▶ **INFORMATION GIVEN**:

[Start of section]

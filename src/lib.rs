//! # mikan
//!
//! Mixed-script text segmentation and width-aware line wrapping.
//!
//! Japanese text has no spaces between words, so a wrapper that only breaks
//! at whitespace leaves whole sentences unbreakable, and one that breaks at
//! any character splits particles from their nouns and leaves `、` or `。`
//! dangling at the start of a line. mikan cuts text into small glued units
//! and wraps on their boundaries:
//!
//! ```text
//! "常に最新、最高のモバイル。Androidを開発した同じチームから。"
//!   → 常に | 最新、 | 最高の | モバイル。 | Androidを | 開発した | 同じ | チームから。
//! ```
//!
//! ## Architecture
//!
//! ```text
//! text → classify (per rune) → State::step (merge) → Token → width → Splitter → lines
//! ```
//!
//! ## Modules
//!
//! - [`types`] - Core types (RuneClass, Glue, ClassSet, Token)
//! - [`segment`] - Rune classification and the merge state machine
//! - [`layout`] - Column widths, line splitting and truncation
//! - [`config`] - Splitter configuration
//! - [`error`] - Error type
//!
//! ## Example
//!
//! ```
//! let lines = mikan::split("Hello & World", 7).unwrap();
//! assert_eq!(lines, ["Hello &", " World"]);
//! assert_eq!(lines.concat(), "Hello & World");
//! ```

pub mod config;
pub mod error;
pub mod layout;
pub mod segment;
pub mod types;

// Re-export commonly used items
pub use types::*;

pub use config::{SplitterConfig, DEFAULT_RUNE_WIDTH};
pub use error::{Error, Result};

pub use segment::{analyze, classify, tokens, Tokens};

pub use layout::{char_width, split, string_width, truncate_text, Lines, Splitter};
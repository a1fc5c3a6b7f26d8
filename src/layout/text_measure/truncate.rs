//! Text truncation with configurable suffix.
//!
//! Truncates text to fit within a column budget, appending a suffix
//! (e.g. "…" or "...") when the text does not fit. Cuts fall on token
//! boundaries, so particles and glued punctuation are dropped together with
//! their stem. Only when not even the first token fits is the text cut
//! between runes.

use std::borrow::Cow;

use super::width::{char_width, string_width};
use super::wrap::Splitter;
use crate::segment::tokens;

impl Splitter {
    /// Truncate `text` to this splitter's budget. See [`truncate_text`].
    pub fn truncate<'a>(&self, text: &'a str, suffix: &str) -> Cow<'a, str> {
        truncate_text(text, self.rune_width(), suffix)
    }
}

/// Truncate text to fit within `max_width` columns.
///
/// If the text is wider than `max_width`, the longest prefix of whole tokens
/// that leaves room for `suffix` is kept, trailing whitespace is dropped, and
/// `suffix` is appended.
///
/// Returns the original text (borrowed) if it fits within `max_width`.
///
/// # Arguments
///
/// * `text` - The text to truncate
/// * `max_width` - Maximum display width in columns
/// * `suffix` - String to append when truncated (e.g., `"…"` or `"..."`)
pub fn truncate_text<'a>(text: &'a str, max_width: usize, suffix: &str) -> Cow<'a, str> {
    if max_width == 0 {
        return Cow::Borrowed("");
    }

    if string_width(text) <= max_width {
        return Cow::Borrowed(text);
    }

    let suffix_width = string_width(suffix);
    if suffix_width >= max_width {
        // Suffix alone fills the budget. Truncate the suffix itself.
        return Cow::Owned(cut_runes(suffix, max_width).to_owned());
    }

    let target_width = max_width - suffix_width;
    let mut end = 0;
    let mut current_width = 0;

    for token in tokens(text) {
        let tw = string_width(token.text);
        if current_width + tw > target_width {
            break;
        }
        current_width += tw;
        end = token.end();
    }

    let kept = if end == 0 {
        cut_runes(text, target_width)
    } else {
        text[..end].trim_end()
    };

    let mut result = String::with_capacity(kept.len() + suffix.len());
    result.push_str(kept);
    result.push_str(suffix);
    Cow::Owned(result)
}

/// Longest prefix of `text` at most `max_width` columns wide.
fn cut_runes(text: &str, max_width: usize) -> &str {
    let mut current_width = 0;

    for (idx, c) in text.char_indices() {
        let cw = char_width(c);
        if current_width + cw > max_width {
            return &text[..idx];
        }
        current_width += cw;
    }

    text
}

[End of section]

▶ **AIM OF THE EXERCISE**: Every record above is to be transcribed exactly.

▶ **WRITTEN RESPONSE**:
filename src/lib.rs
//! # mikan
//!
//! Mixed-script text segmentation and width-aware line wrapping.
//!
//! Japanese text has no spaces between words, so a wrapper that only breaks
//! at whitespace leaves whole sentences unbreakable, and one that breaks at
//! any character splits particles from their nouns and leaves `、` or `。`
//! dangling at the start of a line. mikan cuts text into small glued units
//! and wraps on their boundaries:
//!
//! ```text
//! "常に最新、最高のモバイル。Androidを開発した同じチームから。"
//!   → 常に | 最新、 | 最高の | モバイル。 | Androidを | 開発した | 同じ | チームから。
//! ```
//!
//! ## Architecture
//!
//! ```text
//! text → classify (per rune) → State::step (merge) → Token → width → Splitter → lines
//! ```
//!
//! ## Modules
//!
//! - [`types`] - Core types (RuneClass, Glue, ClassSet, Token)
//! - [`segment`] - Rune classification and the merge state machine
//! - [`layout`] - Column widths, line splitting and truncation
//! - [`config`] - Splitter configuration
//! - [`error`] - Error type
//!
//! ## Example
//!
//! ```
//! let lines = mikan::split("Hello & World", 7).unwrap();
//! assert_eq!(lines, ["Hello &", " World"]);
//! assert_eq!(lines.concat(), "Hello & World");
//! ```

pub mod config;
pub mod error;
pub mod layout;
pub mod segment;
pub mod types;

// Re-export commonly used items
pub use types::*;

pub use config::{SplitterConfig, DEFAULT_RUNE_WIDTH};
pub use error::{Error, Result};

pub use segment::{analyze, classify, tokens, Tokens};

pub use layout::{char_width, split, string_width, truncate_text, Lines, Splitter};
repository a1fc5c3a6b7f26d8
filename src/layout/text_measure/truncate.rs
//! Text truncation with configurable suffix.
//!
//! Truncates text to fit within a column budget, appending a suffix
//! (e.g. "…" or "...") when the text does not fit. Cuts fall on token
//! boundaries, so particles and glued punctuation are dropped together with
//! their stem. Only when not even the first token fits is the text cut
//! between runes.

use std::borrow::Cow;

use super::width::{char_width, string_width};
use super::wrap::Splitter;
use crate::segment::tokens;

impl Splitter {
    /// Truncate `text` to this splitter's budget. See [`truncate_text`].
    pub fn truncate<'a>(&self, text: &'a str, suffix: &str) -> Cow<'a, str> {
        truncate_text(text, self.rune_width(), suffix)
    }
}

/// Truncate text to fit within `max_width` columns.
///
/// If the text is wider than `max_width`, the longest prefix of whole tokens
/// that leaves room for `suffix` is kept, trailing whitespace is dropped, and
/// `suffix` is appended.
///
/// Returns the original text (borrowed) if it fits within `max_width`.
///
/// # Arguments
///
/// * `text` - The text to truncate
/// * `max_width` - Maximum display width in columns
/// * `suffix` - String to append when truncated (e.g., `"…"` or `"..."`)
pub fn truncate_text<'a>(text: &'a str, max_width: usize, suffix: &str) -> Cow<'a, str> {
    if max_width == 0 {
        return Cow::Borrowed("");
    }

    if string_width(text) <= max_width {
        return Cow::Borrowed(text);
    }

    let suffix_width = string_width(suffix);
    if suffix_width >= max_width {
        // Suffix alone fills the budget. Truncate the suffix itself.
        return Cow::Owned(cut_runes(suffix, max_width).to_owned());
    }

    let target_width = max_width - suffix_width;
    let mut end = 0;
    let mut current_width = 0;

    for token in tokens(text) {
        let tw = string_width(token.text);
        if current_width + tw > target_width {
            break;
        }
        current_width += tw;
        end = token.end();
    }

    let kept = if end == 0 {
        cut_runes(text, target_width)
    } else {
        text[..end].trim_end()
    };

    let mut result = String::with_capacity(kept.len() + suffix.len());
    result.push_str(kept);
    result.push_str(suffix);
    Cow::Owned(result)
}

/// Longest prefix of `text` at most `max_width` columns wide.
fn cut_runes(text: &str, max_width: usize) -> &str {
    let mut current_width = 0;

    for (idx, c) in text.char_indices() {
        let cw = char_width(c);
        if current_width + cw > max_width {
            return &text[..idx];
        }
        current_width += cw;
    }

    text
}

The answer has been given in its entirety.